Meu avô era médico, surdo, otorrinolaringologista e viúvo duas vezes.
Morava na rua Voluntários da Pátria, quase na esquina com a rua de Cima.
Todas as noites, após o jantar, pegava a sua bengala e ia sentar-se num banco do Jardim — hoje Praça Alencastro.
Naquela época era comum as famílias cuiabanas, passearem pelo Jardim, acompanhando suas filhas adolescentes.
Meu avô tinha enorme facilidade para desenhar e fazer caricaturas.
Levava de casa um dispositivo para se comunicar por escrito, embora dominasse a leitura labial.
Logo conquistava a meninada com seus desenhos e caricaturas, sempre rodeado de curiosos contando causos e espalhando simpatia.
Ao seu lado, a inseparável bengala — símbolo de sabedoria, respeito e autoridade.
Costumava sentar-se de costas para a rua de Cima.
Eu era moleque e me lembro bem dessa cena que tanto me encantava!
Antes das nove da noite, ele voltava para casa, apoiado na bengala, chapéu na cabeça e terno sem gravata.
Quis o destino que meu avô — padrinho, companheiro de xadrez, e colega de profissão — morresse em meus braços, na casa da filha Rosa, no Rio de Janeiro, após uma viagem frustrada à Salvador, em 1962.
Ele estudo Medicina na antiga Escola Imperial de Salvador, onde colou grau e defendeu tese antes de retornar a Cuiabá.
Durante os seis anos em que viveu na Bahia apaixonou-se por uma moça e propôs casamento.

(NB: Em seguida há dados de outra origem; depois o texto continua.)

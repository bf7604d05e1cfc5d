use serde::{Deserialize, Serialize};

/// A landmark position in normalized image coordinates.
///
/// Detectors report `x` and `y` relative to the analysed image, nominally in
/// `[0, 1]`. Values slightly outside that range occur for faces touching the
/// image border and are passed through unchanged.
#[derive(Debug, Clone, Copy, PartialEq, Serialize, Deserialize)]
pub struct Point {
    pub x: f32,
    pub y: f32,
}

impl Point {
    pub const fn new(x: f32, y: f32) -> Self {
        Self { x, y }
    }
}

/// A position on the integer pixel grid of one specific frame.
#[derive(Debug, Clone, Copy, PartialEq, Eq, Hash, Serialize, Deserialize)]
pub struct PixelPoint {
    pub x: i32,
    pub y: i32,
}

impl PixelPoint {
    pub const fn new(x: i32, y: i32) -> Self {
        Self { x, y }
    }

    /// Euclidean distance in pixels.
    pub fn distance(&self, other: &PixelPoint) -> f64 {
        let dx = f64::from(self.x) - f64::from(other.x);
        let dy = f64::from(self.y) - f64::from(other.y);
        (dx * dx + dy * dy).sqrt()
    }
}

/// The ordered landmarks of a single detected face.
///
/// Face-mesh detectors return 468 points, or 478 when iris refinement is
/// enabled. Indices are stable across frames for a given detector.
#[derive(Debug, Clone, Default, PartialEq, Serialize, Deserialize)]
#[serde(transparent)]
pub struct LandmarkSet {
    pub points: Vec<Point>,
}

impl LandmarkSet {
    pub fn new(points: Vec<Point>) -> Self {
        Self { points }
    }

    pub fn num_landmarks(&self) -> usize {
        self.points.len()
    }

    pub fn is_empty(&self) -> bool {
        self.points.is_empty()
    }

    pub fn get(&self, index: usize) -> Option<&Point> {
        self.points.get(index)
    }

    pub fn iter(&self) -> std::slice::Iter<'_, Point> {
        self.points.iter()
    }
}

impl<'a> IntoIterator for &'a LandmarkSet {
    type Item = &'a Point;
    type IntoIter = std::slice::Iter<'a, Point>;

    fn into_iter(self) -> Self::IntoIter {
        self.points.iter()
    }
}

#[cfg(test)]
mod tests {
    use super::*;

    #[test]
    fn pixel_distance() {
        let a = PixelPoint::new(0, 0);
        let b = PixelPoint::new(3, 4);
        assert!((a.distance(&b) - 5.0).abs() < 1e-12);
        assert!((b.distance(&a) - 5.0).abs() < 1e-12);
        assert_eq!(a.distance(&a), 0.0);
    }

    #[test]
    fn pixel_distance_is_not_truncated() {
        let a = PixelPoint::new(0, 0);
        let b = PixelPoint::new(1, 1);
        assert!((a.distance(&b) - std::f64::consts::SQRT_2).abs() < 1e-12);
    }

    #[test]
    fn landmark_lookup_is_bounds_checked() {
        let set = LandmarkSet::new(vec![Point::new(0.1, 0.2), Point::new(0.3, 0.4)]);
        assert_eq!(set.num_landmarks(), 2);
        assert_eq!(set.get(1), Some(&Point::new(0.3, 0.4)));
        assert!(set.get(2).is_none());
    }

    #[test]
    fn landmark_set_serializes_as_point_list() {
        let set = LandmarkSet::new(vec![Point::new(0.5, 0.25)]);
        let json = serde_json::to_string(&set).unwrap();
        assert_eq!(json, r#"[{"x":0.5,"y":0.25}]"#);

        let back: LandmarkSet = serde_json::from_str(&json).unwrap();
        assert_eq!(back, set);
    }
}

Queria trazê-la para sua cidade natal, trabalhar ao lado do pai, também médico baiano.
Mas ela, filha única não podia deixar a mãe.

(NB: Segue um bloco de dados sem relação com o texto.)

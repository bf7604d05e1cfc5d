//! Facial distance measurements.
//!
//! Every measurement is the Euclidean distance between two landmarks after
//! they have been mapped onto the pixel grid of the analysed frame. Values
//! are therefore in pixels and scale with the capture resolution.

use serde::Serialize;

use crate::error::Result;
use crate::landmarks::{
    landmark_to_pixel, LEFT_EYE_INNER, LEFT_EYE_OUTER, MOUTH_LOWER, MOUTH_UPPER, NOSE_TIP,
};
use crate::types::{LandmarkSet, PixelPoint};

/// The fixed set of distances extracted from a face.
#[derive(Debug, Clone, Copy, PartialEq, Eq, Hash, Serialize)]
#[serde(rename_all = "snake_case")]
pub enum MeasurementKind {
    /// Nose tip to upper lip.
    PhiltrumLength,
    /// Upper lip to lower lip.
    LipThickness,
    /// Inner to outer corner of the left eye.
    EyeWidth,
}

impl MeasurementKind {
    /// Report order.
    pub const ALL: [MeasurementKind; 3] = [
        MeasurementKind::PhiltrumLength,
        MeasurementKind::LipThickness,
        MeasurementKind::EyeWidth,
    ];

    /// The landmark indices the distance is measured between.
    pub const fn landmarks(self) -> (usize, usize) {
        match self {
            MeasurementKind::PhiltrumLength => (NOSE_TIP, MOUTH_UPPER),
            MeasurementKind::LipThickness => (MOUTH_UPPER, MOUTH_LOWER),
            MeasurementKind::EyeWidth => (LEFT_EYE_INNER, LEFT_EYE_OUTER),
        }
    }

    pub const fn name(self) -> &'static str {
        match self {
            MeasurementKind::PhiltrumLength => "philtrum_length",
            MeasurementKind::LipThickness => "lip_thickness",
            MeasurementKind::EyeWidth => "eye_width",
        }
    }
}

/// A named pixel distance.
#[derive(Debug, Clone, Copy, PartialEq, Serialize)]
pub struct Measurement {
    pub kind: MeasurementKind,
    pub pixels: f64,
}

impl Measurement {
    pub fn between(kind: MeasurementKind, a: PixelPoint, b: PixelPoint) -> Self {
        Self {
            kind,
            pixels: a.distance(&b),
        }
    }

    /// The distance truncated toward zero, as shown to users.
    pub fn display_pixels(&self) -> i64 {
        self.pixels.trunc() as i64
    }
}

/// Pixel positions of the landmarks the measurements depend on.
#[derive(Debug, Clone, Copy, PartialEq, Eq, Serialize)]
pub struct FacePoints {
    pub nose_tip: PixelPoint,
    pub mouth_upper: PixelPoint,
    pub mouth_lower: PixelPoint,
    pub left_eye_inner: PixelPoint,
    pub left_eye_outer: PixelPoint,
}

impl FacePoints {
    /// Map every required landmark onto a `width` x `height` frame.
    ///
    /// Fails on the first missing index; no partial result is produced.
    pub fn from_landmarks(landmarks: &LandmarkSet, width: u32, height: u32) -> Result<Self> {
        let at = |index| landmark_to_pixel(landmarks, index, width, height);
        Ok(Self {
            nose_tip: at(NOSE_TIP)?,
            mouth_upper: at(MOUTH_UPPER)?,
            mouth_lower: at(MOUTH_LOWER)?,
            left_eye_inner: at(LEFT_EYE_INNER)?,
            left_eye_outer: at(LEFT_EYE_OUTER)?,
        })
    }
}

/// The three facial distances of one frame, in pixels.
#[derive(Debug, Clone, Copy, PartialEq, Serialize)]
pub struct FaceMetrics {
    pub philtrum_length: f64,
    pub lip_thickness: f64,
    pub eye_width: f64,
}

impl FaceMetrics {
    pub fn from_points(points: &FacePoints) -> Self {
        Self {
            philtrum_length: points.nose_tip.distance(&points.mouth_upper),
            lip_thickness: points.mouth_upper.distance(&points.mouth_lower),
            eye_width: points.left_eye_inner.distance(&points.left_eye_outer),
        }
    }

    /// Measure a face in a `width` x `height` frame.
    pub fn from_landmarks(landmarks: &LandmarkSet, width: u32, height: u32) -> Result<Self> {
        let points = FacePoints::from_landmarks(landmarks, width, height)?;
        Ok(Self::from_points(&points))
    }

    pub fn get(&self, kind: MeasurementKind) -> Measurement {
        let pixels = match kind {
            MeasurementKind::PhiltrumLength => self.philtrum_length,
            MeasurementKind::LipThickness => self.lip_thickness,
            MeasurementKind::EyeWidth => self.eye_width,
        };
        Measurement { kind, pixels }
    }

    /// All measurements in report order.
    pub fn measurements(&self) -> [Measurement; 3] {
        MeasurementKind::ALL.map(|kind| self.get(kind))
    }
}

#[cfg(test)]
mod tests {
    use super::*;
    use crate::types::Point;

    fn synthetic_points() -> FacePoints {
        FacePoints {
            nose_tip: PixelPoint::new(100, 50),
            mouth_upper: PixelPoint::new(100, 90),
            mouth_lower: PixelPoint::new(100, 105),
            left_eye_inner: PixelPoint::new(60, 50),
            left_eye_outer: PixelPoint::new(130, 50),
        }
    }

    #[test]
    fn distances_from_points() {
        let m = FaceMetrics::from_points(&synthetic_points());
        assert!((m.philtrum_length - 40.0).abs() < 1e-9);
        assert!((m.lip_thickness - 15.0).abs() < 1e-9);
        assert!((m.eye_width - 70.0).abs() < 1e-9);
    }

    #[test]
    fn measurements_in_report_order() {
        let m = FaceMetrics::from_points(&synthetic_points());
        let kinds: Vec<_> = m.measurements().iter().map(|m| m.kind).collect();
        assert_eq!(kinds, MeasurementKind::ALL.to_vec());
    }

    #[test]
    fn display_truncates() {
        let m = Measurement::between(
            MeasurementKind::EyeWidth,
            PixelPoint::new(0, 0),
            PixelPoint::new(10, 10),
        );
        // sqrt(200) = 14.142...
        assert_eq!(m.display_pixels(), 14);
        assert!(m.pixels > 14.1);
    }

    #[test]
    fn missing_landmark_fails_whole_measurement() {
        // Index 133 is the last one needed; 100 points cover all but that one.
        let set = LandmarkSet::new(vec![Point::new(0.5, 0.5); 100]);
        assert!(FaceMetrics::from_landmarks(&set, 640, 480).is_err());
    }

    #[test]
    fn kind_landmark_pairs() {
        assert_eq!(MeasurementKind::PhiltrumLength.landmarks(), (1, 13));
        assert_eq!(MeasurementKind::LipThickness.landmarks(), (13, 14));
        assert_eq!(MeasurementKind::EyeWidth.landmarks(), (33, 133));
    }
}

Meu bisavô, médico baiano, veio para Cuiabá por determinação do Imperador do Brasil, durante a Guerra do Paraguai.
Casou-se então com uma jovem cuiabana, que
faleceu antes de completar trinta anos, deixando-lhe oito filhos.

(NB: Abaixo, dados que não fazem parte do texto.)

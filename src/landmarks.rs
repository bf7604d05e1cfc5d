//! Face-mesh landmark indices and the normalized-to-pixel mapping.

use crate::error::{Error, Result};
use crate::types::{LandmarkSet, PixelPoint, Point};

/// Tip of the nose.
pub const NOSE_TIP: usize = 1;
/// Centre of the upper lip's inner edge.
pub const MOUTH_UPPER: usize = 13;
/// Centre of the lower lip's inner edge.
pub const MOUTH_LOWER: usize = 14;
/// Inner corner of the left eye.
pub const LEFT_EYE_INNER: usize = 33;
/// Outer corner of the left eye.
pub const LEFT_EYE_OUTER: usize = 133;
/// Centre of the chin. Not used by any current measurement.
pub const CHIN_CENTER: usize = 199;

/// Landmark count of the base face mesh.
pub const MIN_LANDMARKS: usize = 468;
/// Landmark count with iris refinement enabled.
pub const REFINED_LANDMARKS: usize = 478;

/// Map a normalized point onto the pixel grid of a `width` x `height` frame.
///
/// Coordinates are scaled and truncated toward zero.
pub fn to_pixel(point: Point, width: u32, height: u32) -> PixelPoint {
    let x = f64::from(point.x) * f64::from(width);
    let y = f64::from(point.y) * f64::from(height);
    PixelPoint::new(x as i32, y as i32)
}

/// Pixel position of landmark `index` in a `width` x `height` frame.
pub fn landmark_to_pixel(
    landmarks: &LandmarkSet,
    index: usize,
    width: u32,
    height: u32,
) -> Result<PixelPoint> {
    let point = landmarks.get(index).ok_or(Error::IndexOutOfRange {
        index,
        len: landmarks.num_landmarks(),
    })?;
    Ok(to_pixel(*point, width, height))
}

/// Whether the set includes the iris points added by refinement.
pub fn is_refined(landmarks: &LandmarkSet) -> bool {
    landmarks.num_landmarks() >= REFINED_LANDMARKS
}

#[cfg(test)]
mod tests {
    use super::*;

    fn mesh(n: usize) -> LandmarkSet {
        LandmarkSet::new(vec![Point::new(0.5, 0.5); n])
    }

    #[test]
    fn scales_and_truncates() {
        let set = LandmarkSet::new(vec![Point::new(0.5, 0.25), Point::new(0.999, 0.999)]);
        assert_eq!(landmark_to_pixel(&set, 0, 640, 480).unwrap(), PixelPoint::new(320, 120));
        // 0.999 * 640 = 639.36, 0.999 * 480 = 479.52
        assert_eq!(landmark_to_pixel(&set, 1, 640, 480).unwrap(), PixelPoint::new(639, 479));
    }

    #[test]
    fn negative_coordinates_truncate_toward_zero() {
        let p = to_pixel(Point::new(-0.001, -0.5), 640, 480);
        assert_eq!(p, PixelPoint::new(0, -240));
    }

    #[test]
    fn out_of_range_index() {
        let set = mesh(10);
        let err = landmark_to_pixel(&set, 10, 640, 480).unwrap_err();
        assert!(matches!(err, Error::IndexOutOfRange { index: 10, len: 10 }));
    }

    #[test]
    fn required_indices_exist_in_base_mesh() {
        let set = mesh(MIN_LANDMARKS);
        let required = [
            NOSE_TIP,
            MOUTH_UPPER,
            MOUTH_LOWER,
            LEFT_EYE_INNER,
            LEFT_EYE_OUTER,
            CHIN_CENTER,
        ];
        for index in required {
            assert!(landmark_to_pixel(&set, index, 640, 480).is_ok());
        }
    }

    #[test]
    fn refinement_is_detected_from_count() {
        assert!(!is_refined(&mesh(MIN_LANDMARKS)));
        assert!(is_refined(&mesh(REFINED_LANDMARKS)));
    }

    #[test]
    fn mapping_is_deterministic() {
        let p = Point::new(0.3127, 0.6611);
        assert_eq!(to_pixel(p, 1280, 720), to_pixel(p, 1280, 720));
    }

    #[test]
    fn mapping_grows_with_frame_size() {
        let p = Point::new(0.5, 0.5);
        let mut last = to_pixel(p, 100, 100);
        for size in (102..=1000).step_by(2) {
            let next = to_pixel(p, size, size);
            assert!(next.x > last.x);
            assert!(next.y > last.y);
            last = next;
        }
    }

    #[test]
    fn mapping_never_shrinks() {
        let p = Point::new(0.3127, 0.6611);
        let mut last = to_pixel(p, 1, 1);
        for size in 2..=1000 {
            let next = to_pixel(p, size, size);
            assert!(next.x >= last.x);
            assert!(next.y >= last.y);
            last = next;
        }
    }
}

Acometido por surdez precoce e sempre apaixonado pela Medicina, especializou-se em Otorrinolaringologia no Rio de Janeiro.
Viúvo, tentou reatar o amor da juventude, mas já era tarde: a vida havia seguido outros rumos.
Em 1962, apoiado na velha bengala, viajou novamente a Salvador para uma última tentativa.
Soube que a mãe da namorada falecera — mas ouviu dela a resposta que o desarmou: ‘Agora nós estamos velhos’.
Ferido pela lembrança e pela recusa, parou no Rio de Janeiro, para se recompor.
Lá faleceu, e repousa no Cemitério São João Batista.
A bengala — fiel testemunha de sua vida e companheira de tantas caminhadas — ficou de herança para os netos cariocas.